INSTRUCTIONS FOR THE TASK
Which lines in the data below contain the word "None"? Pull each of them out.

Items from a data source
- Opening Delimiter -
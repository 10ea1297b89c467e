//! EQUIPREG CLI
//!
//! Command-line interface for the EQUIPREG equipment registry.

use std::net::{IpAddr, SocketAddr};
use std::path::{Path, PathBuf};

use anyhow::{Context, Result};
use clap::{Parser, Subcommand};
use colored::*;
use tracing::debug;
use tracing_subscriber::{layer::SubscriberExt, util::SubscriberInitExt, EnvFilter};

use equipreg_api::{ApiConfig, ApiServer};
use equipreg_core::constants::DEFAULT_PORT;
use equipreg_core::types::{EquipmentId, Principal};
use equipreg_core::EquipmentError;
use equipreg_registry::{read_journal, FileRegistry, Registry};

/// EQUIPREG - Write-once equipment registry
#[derive(Parser)]
#[command(name = "equipreg")]
#[command(author, version, about, long_about = None)]
struct Cli {
    /// Enable verbose logging
    #[arg(short, long, global = true)]
    verbose: bool,

    #[command(subcommand)]
    command: Commands,
}

#[derive(Subcommand)]
enum Commands {
    /// Register equipment in a journal file
    Register {
        /// Path to the registry journal
        #[arg(short, long, env = "EQUIPREG_REGISTRY_PATH")]
        registry: PathBuf,
        /// Equipment id
        #[arg(long)]
        id: EquipmentId,
        /// Equipment name
        #[arg(long, default_value = "")]
        name: String,
        /// Document reference (e.g. IPFS CID)
        #[arg(long, default_value = "")]
        document_ref: String,
        /// Identity recorded as registrant
        #[arg(long = "as", env = "EQUIPREG_IDENTITY")]
        identity: String,
    },

    /// Show registered equipment
    Show {
        /// Equipment id
        id: EquipmentId,
        /// Path to the registry journal
        #[arg(short, long, env = "EQUIPREG_REGISTRY_PATH")]
        registry: PathBuf,
    },

    /// Print the registration history in commit order
    Events {
        /// Path to the registry journal
        #[arg(short, long, env = "EQUIPREG_REGISTRY_PATH")]
        registry: PathBuf,
        /// Print one JSON object per line
        #[arg(long)]
        json: bool,
    },

    /// Run the API server
    Serve {
        /// Port to listen on
        #[arg(short, long, default_value_t = DEFAULT_PORT)]
        port: u16,
        /// Bind address
        #[arg(short, long, default_value = "0.0.0.0")]
        bind: String,
        /// Path to the registry journal (in-memory if omitted)
        #[arg(short, long, env = "EQUIPREG_REGISTRY_PATH")]
        registry: Option<PathBuf>,
    },
}

#[tokio::main]
async fn main() -> Result<()> {
    let cli = Cli::parse();

    // Initialize logging
    let filter = if cli.verbose {
        "equipreg=debug,info"
    } else {
        "equipreg=info,warn"
    };

    tracing_subscriber::registry()
        .with(EnvFilter::try_from_default_env().unwrap_or_else(|_| filter.into()))
        .with(tracing_subscriber::fmt::layer())
        .init();

    match cli.command {
        Commands::Register {
            registry,
            id,
            name,
            document_ref,
            identity,
        } => cmd_register(&registry, id, name, document_ref, &identity).await,
        Commands::Show { id, registry } => cmd_show(&registry, id).await,
        Commands::Events { registry, json } => cmd_events(&registry, json).await,
        Commands::Serve {
            port,
            bind,
            registry,
        } => cmd_serve(port, &bind, registry).await,
    }
}

/// Register equipment
async fn cmd_register(
    path: &Path,
    id: EquipmentId,
    name: String,
    document_ref: String,
    identity: &str,
) -> Result<()> {
    let registrant = Principal::new(identity).context("Invalid registrant identity")?;
    let registry = FileRegistry::open(path)
        .await
        .with_context(|| format!("Failed to open registry {}", path.display()))?;

    println!("{} {}", "📝 Registering equipment".cyan().bold(), id);

    match registry
        .register(id, name.clone(), document_ref.clone(), registrant.clone())
        .await
    {
        Ok(()) => {
            println!("{}", "✅ Registered:".green().bold());
            print_details(id, &name, &registrant, &document_ref);
            Ok(())
        }
        Err(EquipmentError::AlreadyRegistered(_)) => anyhow::bail!("equipment {} is already registered", id),
        Err(e) => Err(e).context("Registration failed"),
    }
}

/// Show equipment details
async fn cmd_show(path: &Path, id: EquipmentId) -> Result<()> {
    let registry = FileRegistry::open(path)
        .await
        .with_context(|| format!("Failed to open registry {}", path.display()))?;
    debug!(len = registry.len(), "Registry loaded");

    match registry.get_details(id).await {
        Ok(details) => {
            println!("{}", "🔍 Equipment:".green().bold());
            print_details(id, &details.name, &details.registrant, &details.document_ref);
            Ok(())
        }
        Err(EquipmentError::NotFound(_)) => anyhow::bail!("equipment {} does not exist", id),
        Err(e) => Err(e).context("Lookup failed"),
    }
}

/// Print registration history
async fn cmd_events(path: &Path, json: bool) -> Result<()> {
    let events = read_journal(path)
        .await
        .with_context(|| format!("Failed to read registry {}", path.display()))?;

    if json {
        for event in &events {
            println!("{}", serde_json::to_string(event)?);
        }
        return Ok(());
    }

    if events.is_empty() {
        println!("{}", "⚠️  No registrations yet.".yellow());
        return Ok(());
    }

    println!("{} {} registration(s):", "📜".cyan(), events.len());
    for event in &events {
        println!(
            "   {} {} {} {} {}",
            format!("#{}", event.sequence).dimmed(),
            event.registered_at.format("%Y-%m-%d %H:%M:%S"),
            format!("id={}", event.id).yellow(),
            event.name,
            format!("by {}", event.registrant).dimmed(),
        );
    }

    Ok(())
}

/// Run API server
async fn cmd_serve(port: u16, bind: &str, registry: Option<PathBuf>) -> Result<()> {
    let addr = bind_addr(bind, port)?;

    println!("{}", "🚀 Starting EQUIPREG API server...".cyan().bold());
    println!("   {} http://{}", "Listening on:".green(), addr);
    println!("   {} http://{}/health", "Health check:".dimmed(), addr);
    match &registry {
        Some(path) => println!("   {} {}", "Journal:".dimmed(), path.display()),
        None => println!("   {} in-memory (use --registry to persist)", "Storage:".dimmed()),
    }
    println!("\n   Press Ctrl+C to stop.\n");

    let mut config = ApiConfig::from_env().context("Invalid server configuration")?;
    config.registry_path = registry;

    let server = ApiServer::new(config)
        .await
        .context("Failed to open registry")?;

    server.run(addr).await?;

    Ok(())
}

fn bind_addr(bind: &str, port: u16) -> Result<SocketAddr> {
    let ip: IpAddr = bind
        .trim_start_matches('[')
        .trim_end_matches(']')
        .parse()
        .with_context(|| format!("Invalid bind address '{}'", bind))?;
    Ok(SocketAddr::new(ip, port))
}

fn print_details(id: EquipmentId, name: &str, registrant: &Principal, document_ref: &str) {
    println!("   {} {}", "Id:".dimmed(), id);
    println!("   {} {}", "Name:".dimmed(), display_or_empty(name));
    println!("   {} {}", "Registrant:".dimmed(), registrant);
    println!("   {} {}", "Document:".dimmed(), display_or_empty(document_ref));
}

fn display_or_empty(value: &str) -> ColoredString {
    if value.is_empty() {
        "(empty)".dimmed()
    } else {
        value.normal()
    }
}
- Closing Delimiter -
ANSWER
#[command(author, version, about, long_about = None)]
        None => println!("   {} in-memory (use --registry to persist)", "Storage:".dimmed()),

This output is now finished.